### Provided material ###
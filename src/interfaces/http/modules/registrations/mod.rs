//! Registration submission endpoint

pub mod dto;
pub mod handlers;

pub use dto::*;
pub use handlers::*;
//! HTTP request metrics
//!
//! Every request through the router feeds `http_requests_total` and
//! `http_request_duration_seconds` for the scrape endpoint.

use std::time::Instant;

use axum::{body::Body, extract::MatchedPath, http::Request, middleware::Next, response::Response};

/// Records one counter increment and one histogram sample per request.
pub async fn http_metrics_middleware(request: Request<Body>, next: Next) -> Response {
    let method = request.method().to_string();
    // Label with the route template, not the concrete URI, so path
    // parameters do not blow up the label space.
    let route = request
        .extensions()
        .get::<MatchedPath>()
        .map(|matched| matched.as_str())
        .unwrap_or(request.uri().path())
        .to_string();

    let started = Instant::now();
    let response = next.run(request).await;

    metrics::histogram!(
        "http_request_duration_seconds",
        "method" => method.clone(),
        "path" => route.clone()
    )
    .record(started.elapsed().as_secs_f64());
    metrics::counter!(
        "http_requests_total",
        "method" => method,
        "path" => route,
        "status" => response.status().as_u16().to_string()
    )
    .increment(1);

    response
}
###
§ Exercise brief
Lines in the material above that include the string "Body" should be listed.

§ Finished exercise
use axum::{body::Body, extract::MatchedPath, http::Request, middleware::Next, response::Response};
pub async fn http_metrics_middleware(request: Request<Body>, next: Next) -> Response {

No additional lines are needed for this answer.